To upload RPMs to ZENworks Linux Management, do the following
- Log in to the ZENworks management interface.
- Select the Bundle tab in the ZENworks interface.
- Select New, then Bundle from the drop-down menu.
- Select RPM Package Bundle and click Next.
- Enter a Name, and optionally a Display Name and Description. Click Next. (See Figure 1.)
- Click on Upload RPM. Click Browse and go to the /tmp/var directory. Select the RPM you created. Click Open. The name of the file should appear in the text field. Click OK, then click Next. (See Figure 2.)
- Leave the settings for the Pre- and Post-distribution scripts at "None." Click Next and repeat it for the following dialog. (See Figure 3.)
- At the confirmation screen, click Finish. There will be a pause, then you should see a success screen. Click OK.
> RPM Distribution Using ZENworks
Now that we have developed a profile, created an RPM for that profile and uploaded it into ZENworks Linux Management, it's time to distribute that profile to our target machines. Just a few more steps and we'll be finished!
- Log in to the ZENworks management interface (if you have not already).
- Select the Bundle tab in the ZENworks interface.
- You should see the name of the bundle you created in the previous section (such as apparmor-profile-gaim-1.1.rpm). Click on it.
- Select Add from the drop-down menu. Select Add again at the next screen. Now you will see a pop-up box. Select the appropriate group from the list, such as Workstations. Click OK. Click Next.
- Select Relative to Refresh from the dropdown menu for both of the following forms. Click Next each time. At the Special Flags screen, click Next.
- At the confirmation screen, click Finish.
> Confirming the Bundle Installation
ZENworks bundle updates work on a schedule, and the bundle installation will occur on the next scheduled refresh.
> Checking Bundle Status
You can check for success or error messages in the bundles screen by clicking on the name of the bundle. You may also click on Refresh link on the right-side menu to see pending events related to the bundle.
> Checking or Changing the Refresh Schedule
- Select the Device tab.
- Select the appropriate group related to the host you want to configure.
- Select the device (hostname or system alias).
- Select Settings.
- Select the Device Refresh Schedule tab.
- If you previously changed the refresh schedule, skip this step. This option will not be available. Otherwise, click the Override settings link.
- Change the Days, Hours and Minutes fields to the numbers you want. For example: "0" Days, "0" Hours, "30" Minutes, will make the system refresh every 30 minutes.
Note: The refresh schedule will not be updated until the next refresh event.

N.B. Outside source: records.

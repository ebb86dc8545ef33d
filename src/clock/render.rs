use crate::clock::appearance::AppearanceState;
use crate::clock::layout::{format_clock_time, TextLayout};
use crate::clock::surface::ClockSurface;
use chrono::{Local, Timelike};

/// Renders the current local time. See [`render_at`].
pub fn render<S>(surface: &mut S, appearance: &AppearanceState) -> Option<TextLayout>
where
    S: ClockSurface + ?Sized,
{
    render_at(surface, appearance, &Local::now())
}

/// Fills the surface with the background color and draws `time` centered in
/// the text color. Returns `None` without touching the surface when it has
/// no drawable area.
pub fn render_at<S, T>(
    surface: &mut S,
    appearance: &AppearanceState,
    time: &T,
) -> Option<TextLayout>
where
    S: ClockSurface + ?Sized,
    T: Timelike,
{
    let (width, height) = surface.size();
    if width <= 0 || height <= 0 {
        return None;
    }

    let text = format_clock_time(time);
    let layout = TextLayout::centered((width, height), &text);
    surface.fill(appearance.background_color);
    surface.draw_text(&text, &layout, appearance.text_color, &appearance.font);
    Some(layout)
}

#[cfg(test)]
mod tests {
    use super::render_at;
    use crate::clock::appearance::{AppearanceState, FontDescriptor};
    use crate::clock::color::ClockColor;
    use crate::clock::layout::TextLayout;
    use crate::clock::surface::{ClockSurface, FrameBuffer};
    use chrono::NaiveTime;

    #[derive(Default)]
    struct RecordingSurface {
        size: (i32, i32),
        calls: Vec<String>,
    }

    impl ClockSurface for RecordingSurface {
        fn size(&self) -> (i32, i32) {
            self.size
        }

        fn fill(&mut self, color: ClockColor) {
            self.calls.push(format!("fill {color}"));
        }

        fn draw_text(
            &mut self,
            text: &str,
            _layout: &TextLayout,
            color: ClockColor,
            font: &FontDescriptor,
        ) {
            self.calls.push(format!("text {text} {color} {}", font.face));
        }
    }

    fn time(h: u32, m: u32, s: u32) -> NaiveTime {
        NaiveTime::from_hms_opt(h, m, s).expect("valid time")
    }

    #[test]
    fn background_is_filled_before_text_is_drawn() {
        let mut surface = RecordingSurface {
            size: (300, 150),
            ..Default::default()
        };
        let appearance = AppearanceState {
            text_color: ClockColor::rgb(255, 0, 0),
            ..AppearanceState::default()
        };
        render_at(&mut surface, &appearance, &time(9, 5, 3)).expect("rendered");
        assert_eq!(
            surface.calls,
            vec![
                "fill #ffffff".to_string(),
                "text 09:05:03 #ff0000 Arial".to_string()
            ]
        );
    }

    #[test]
    fn empty_surface_is_left_untouched() {
        for size in [(0, 150), (300, 0), (-5, -5)] {
            let mut surface = RecordingSurface {
                size,
                ..Default::default()
            };
            assert!(render_at(&mut surface, &AppearanceState::default(), &time(1, 2, 3)).is_none());
            assert!(surface.calls.is_empty());
        }
    }

    #[test]
    fn frame_contains_both_colors_after_render() {
        let mut frame = FrameBuffer::new(300, 150).expect("frame");
        let appearance = AppearanceState::default();
        render_at(&mut frame, &appearance, &time(12, 0, 0)).expect("rendered");
        assert!(frame.bounds_of(ClockColor::BLACK).is_some());
        assert_eq!(frame.pixel(0, 0), Some(ClockColor::WHITE));
        assert_eq!(frame.pixel(299, 149), Some(ClockColor::WHITE));
    }
}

AppArmor secures individual applications against latent defects and protects an entire system against a particular threat, such as a network attack, by protecting all applications that face the network. AppArmor was designed for usability to meet the needs of most Linux users, both home and enterprise. SUSE Linux Enterprise includes the AppArmor framework, a set of default security profiles and a comprehensive tool set for developing custom profiles. ZENworks Linux Management is a powerful solution to deploy, manage and maintain Linux resources. Using ZENworks Linux Management, you can easily deploy AppArmor profiles from a central location to multiple machines in your enterprise.